Issue No.08 - Aug. (2012 vol.34)
Weilong Yang , Dept. of Comput. Sci., Univ. of Illinois at Urbana-Champaign, Urbana, IL, USA
Yang Wang , Sch. of Comput. Sci., Simon Fraser Univ., Burnaby, BC, Canada
Tian Lan , Sch. of Comput. Sci., Simon Fraser Univ., Burnaby, BC, Canada
S. N. Robinovitch , Sch. of Eng. Sci., Simon Fraser Univ., Burnaby, BC, Canada
G. Mori , Sch. of Comput. Sci., Simon Fraser Univ., Burnaby, BC, Canada
In this paper, we go beyond recognizing the actions of individuals and focus on group activities. This is motivated from the observation that human actions are rarely performed in isolation; the contextual information of what other people in the scene are doing provides a useful cue for understanding high-level activities. We propose a novel framework for recognizing group activities which jointly captures the group activity, the individual person actions, and the interactions among them. Two types of contextual information, group-person interaction and person-person interaction, are explored in a latent variable framework.
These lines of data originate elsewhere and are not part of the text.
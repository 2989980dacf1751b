//! User entity - Staff members and clients known to the system.
//!
//! Credentials live with the identity provider; this table only keeps what the
//! floor needs: who made a reservation and which role they act in.

use sea_orm::entity::prelude::*;
use serde::{Deserialize, Serialize};

/// Role a user acts in.
#[derive(Debug, Clone, Copy, PartialEq, Eq, EnumIter, DeriveActiveEnum, Serialize, Deserialize)]
#[sea_orm(rs_type = "String", db_type = "String(StringLen::N(10))")]
#[serde(rename_all = "lowercase")]
pub enum Role {
    /// Guest making reservations
    #[sea_orm(string_value = "client")]
    Client,
    /// Floor staff handling tables and orders
    #[sea_orm(string_value = "waiter")]
    Waiter,
    /// Staff who decides reservations and maintains the menu and floor
    #[sea_orm(string_value = "manager")]
    Manager,
}

/// User database model
#[derive(Clone, Debug, PartialEq, Eq, DeriveEntityModel, Serialize, Deserialize)]
#[sea_orm(table_name = "users")]
pub struct Model {
    /// Unique identifier for the user
    #[sea_orm(primary_key)]
    pub id: i64,
    /// Login name
    #[sea_orm(unique)]
    pub username: String,
    /// Contact address
    #[sea_orm(unique)]
    pub email: String,
    /// Role used by the access policy
    pub role: Role,
    /// When the user was registered
    pub created_at: DateTimeUtc,
}

/// Defines relationships between User and other entities
#[derive(Copy, Clone, Debug, EnumIter, DeriveRelation)]
pub enum Relation {
    /// One user makes many reservations
    #[sea_orm(has_many = "super::reservation::Entity")]
    Reservations,
}

impl Related<super::reservation::Entity> for Entity {
    fn to() -> RelationDef {
        Relation::Reservations.def()
    }
}

impl ActiveModelBehavior for ActiveModel {}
In particular, we propose three different approaches to model the person-person interaction. One approach is to explore the structures of person-person interaction. Differently from most of the previous latent structured models, which assume a predefined structure for the hidden layer, e.g., a tree structure, we treat the structure of the hidden layer as a latent variable and implicitly infer it during learning and inference. The second approach explores person-person interaction in the feature level. We introduce a new feature representation called the action context (AC) descriptor. The AC descriptor encodes information about not only the action of an individual person in the video, but also the behavior of other people nearby. The third approach combines the above two. Our experimental results demonstrate the benefit of using contextual information for disambiguating group activities.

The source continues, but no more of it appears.